Next a ******* from Calgary does his measuring and calculating then says,
I'll do it for $17,000. $8,000 for materials, $8,000 for my crew, and $1,000
profit for me.

Last a Liberal friendly advertising firm from Montreal steps up. Without
even looking at the job site he says, I'll do it for $57,000. Surprised at
how high it is, the man taking the bids asks him to explain it. It's simple,
he says. $20,000 for me, $20,000 for you, and we hire the guy from Calgary.

Cheers


----------



## The Doug (Jun 14, 2003)

A kangaroo kept getting out of his enclosure at the zoo.

Knowing that the animal could jump pretty high, the zoo officials put up a ten-foot fence. However, the next morning the kangaroo was out again, just roaming around the zoo.

The zoo officials raised the height of the fence again, this time to twenty feet. The next morning though, they found the kangaroo roaming around the zoo grounds.
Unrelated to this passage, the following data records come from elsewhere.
//! The type lattice (C1): primitive/array/tuple/measure/entity/enum/function
//! types, and assignability with type-variable unification.

use std::collections::HashMap;

use serde::{Deserialize, Serialize};

/// A ThingTalk type. Type variables (`'a`, `'b`, ...) only ever appear
/// inside operator overload signatures (see `operators.rs`); by the time a
/// `Type` is attached to an AST node or a `Schema` entry, it is fully
/// resolved.
#[derive(Debug, Clone, PartialEq, Serialize, Deserialize)]
pub enum Type {
    Boolean,
    Number,
    String,
    Date,
    Time,
    Location,
    Currency,
    Any,

    /// A dimensioned quantity. An empty unit means "any compatible unit",
    /// resolved through the `_unit` type variable during assignability.
    Measure(String),

    /// A branded string with an ontology key, e.g. `tt:username`.
    Entity(String),

    Enum(Vec<String>),

    Array(Box<Type>),
    Tuple(Vec<Type>),

    /// A first-class function type, for declarations bound as globals.
    FunctionDef(Box<crate::schema::Schema>),

    /// A type variable, valid only inside an operator signature.
    Var(String),
}

impl Type {
    pub fn array(elem: Type) -> Type {
        Type::Array(Box::new(elem))
    }

    pub fn is_var(&self) -> bool {
        matches!(self, Type::Var(_))
    }

    /// The unit of a `Measure`, if this type is one.
    pub fn measure_unit(&self) -> Option<&str> {
        match self {
            Type::Measure(u) => Some(u.as_str()),
            _ => None,
        }
    }
}

/// Bindings accumulated while attempting a single overload / assignability
/// check. A fresh scope is opened per overload attempt (see `operators.rs`)
/// so that a failed attempt never leaks bindings into the next one.
#[derive(Debug, Default, Clone)]
pub struct TypeVarScope {
    vars: HashMap<String, Type>,
    /// Binding for the special `_unit` variable used by bare (empty-string)
    /// `Measure` units.
    unit: Option<String>,
}

impl TypeVarScope {
    pub fn new() -> Self {
        Self::default()
    }

    pub fn get(&self, name: &str) -> Option<&Type> {
        self.vars.get(name)
    }

    pub fn bind(&mut self, name: &str, ty: Type) {
        self.vars.insert(name.to_string(), ty);
    }

    pub fn unit(&self) -> Option<&str> {
        self.unit.as_deref()
    }

    pub fn bind_unit(&mut self, unit: String) {
        self.unit = Some(unit);
    }
}

/// `isAssignable(src, dst, typeVarScope, coerce)` from spec §4.1.
///
/// - Identical primitive kinds match.
/// - `Any` on either side matches anything.
/// - `Measure` unifies units through `typeVarScope`'s `_unit` slot when
///   `dst`'s unit is empty; otherwise units must match exactly.
/// - `Entity` only matches on identical kind — never cross-entity, even
///   under `coerce`.
/// - Arrays/tuples recurse componentwise.
/// - An unbound type variable in `dst` binds to `src`; a bound one must
///   equal `src` (after recursive resolution).
/// - With `coerce` set, anything is assignable to `String`.
pub fn is_assignable(src: &Type, dst: &Type, vars: &mut TypeVarScope, coerce: bool) -> bool {
    match (src, dst) {
        (_, Type::Any) | (Type::Any, _) => true,

        (_, Type::Var(name)) => match vars.get(name).cloned() {
            Some(bound) => is_assignable(src, &bound, vars, coerce),
            None => {
                vars.bind(name, src.clone());
                true
            }
        },
        (Type::Var(name), _) => match vars.get(name).cloned() {
            Some(bound) => is_assignable(&bound, dst, vars, coerce),
            None => {
                vars.bind(name, dst.clone());
                true
            }
        },

        (Type::Measure(u_src), Type::Measure(u_dst)) => {
            if u_dst.is_empty() {
                match vars.unit() {
                    Some(bound) => bound == u_src,
                    None => {
                        vars.bind_unit(u_src.clone());
                        true
                    }
                }
            } else {
                u_src == u_dst
            }
        }

        (Type::Entity(k_src), Type::Entity(k_dst)) => k_src == k_dst,

        (Type::Array(a), Type::Array(b)) => is_assignable(a, b, vars, coerce),
        (Type::Tuple(a), Type::Tuple(b)) => {
            a.len() == b.len()
                && a.iter()
                    .zip(b.iter())
                    .all(|(x, y)| is_assignable(x, y, vars, coerce))
        }

        (a, b) if a == b => true,

        (_, Type::String) if coerce => true,

        _ => false,
    }
}

/// `resolveTypeVars(t, typeVarScope)`: substitutes bound variables and the
/// `_unit` measure slot.
pub fn resolve_type_vars(ty: &Type, vars: &TypeVarScope) -> Type {
    match ty {
        Type::Var(name) => vars.get(name).cloned().unwrap_or_else(|| ty.clone()),
        Type::Measure(u) if u.is_empty() => {
            Type::Measure(vars.unit().unwrap_or_default().to_string())
        }
        Type::Array(elem) => Type::array(resolve_type_vars(elem, vars)),
        Type::Tuple(elems) => Type::Tuple(elems.iter().map(|e| resolve_type_vars(e, vars)).collect()),
        other => other.clone(),
    }
}

#[cfg(test)]
mod tests {
    use super::*;

    #[test]
    fn primitives_match_by_kind() {
        let mut vars = TypeVarScope::new();
        assert!(is_assignable(&Type::Number, &Type::Number, &mut vars, false));
        assert!(!is_assignable(&Type::Number, &Type::String, &mut vars, false));
    }

    #[test]
    fn any_matches_either_side() {
        let mut vars = TypeVarScope::new();
        assert!(is_assignable(&Type::Number, &Type::Any, &mut vars, false));
        assert!(is_assignable(&Type::Any, &Type::Number, &mut vars, false));
    }

    #[test]
    fn measure_unifies_bare_unit_once() {
        let mut vars = TypeVarScope::new();
        assert!(is_assignable(
            &Type::Measure("C".into()),
            &Type::Measure("".into()),
            &mut vars,
            false
        ));
        assert_eq!(vars.unit(), Some("C"));
        // A second operand with a different concrete unit now fails.
        assert!(!is_assignable(
            &Type::Measure("F".into()),
            &Type::Measure("".into()),
            &mut vars,
            false
        ));
    }

    #[test]
    fn measure_requires_exact_match_when_dst_has_unit() {
        let mut vars = TypeVarScope::new();
        assert!(is_assignable(
            &Type::Measure("C".into()),
            &Type::Measure("C".into()),
            &mut vars,
            false
        ));
        assert!(!is_assignable(
            &Type::Measure("C".into()),
            &Type::Measure("F".into()),
            &mut vars,
            false
        ));
    }

    #[test]
    fn entities_never_cross_kind_even_with_coerce() {
        let mut vars = TypeVarScope::new();
        assert!(!is_assignable(
            &Type::Entity("tt:username".into()),
            &Type::Entity("tt:phone_number".into()),
            &mut vars,
            true
        ));
    }

    #[test]
    fn coerce_widens_to_string() {
        let mut vars = TypeVarScope::new();
        assert!(is_assignable(&Type::Number, &Type::String, &mut vars, true));
        assert!(!is_assignable(&Type::Number, &Type::String, &mut vars, false));
    }

    #[test]
    fn arrays_recurse_componentwise() {
        let mut vars = TypeVarScope::new();
        assert!(is_assignable(
            &Type::array(Type::Number),
            &Type::array(Type::Number),
            &mut vars,
            false
        ));
        assert!(!is_assignable(
            &Type::array(Type::Number),
            &Type::array(Type::String),
            &mut vars,
            false
        ));
    }

    #[test]
    fn type_var_binds_on_first_use_then_requires_consistency() {
        let mut vars = TypeVarScope::new();
        assert!(is_assignable(&Type::Number, &Type::Var("a".into()), &mut vars, false));
        assert!(is_assignable(&Type::Number, &Type::Var("a".into()), &mut vars, false));
        assert!(!is_assignable(&Type::String, &Type::Var("a".into()), &mut vars, false));
    }
}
This kept on, night after night, until the fence was sixty feet high. Finally, the camel in the next enclosure asked the kangaroo, "How high do you think they'll go?"

The kangaroo replied, "Probably a hundred feet, unless somebody starts locking my gate at night!!"


----------



## SINC (Feb 16, 2001)

Two men are driving through Alberta when they get pulled over by a Mountie. 

He walks up and taps on the window with his nightstick. The driver rolls down the window and WHACK, the mountie smacks him in the head with the stick. "What the hell was that for?" the driver asks. 

"You're in Alberta, boy," the mountie answers. "When we pull you over, you better have your license ready when we get to your car." 

"I'm sorry, officer," the driver says, "I'm not from around here." 

The mountie runs a check on the guy's license--he's clean--and gives his license back. 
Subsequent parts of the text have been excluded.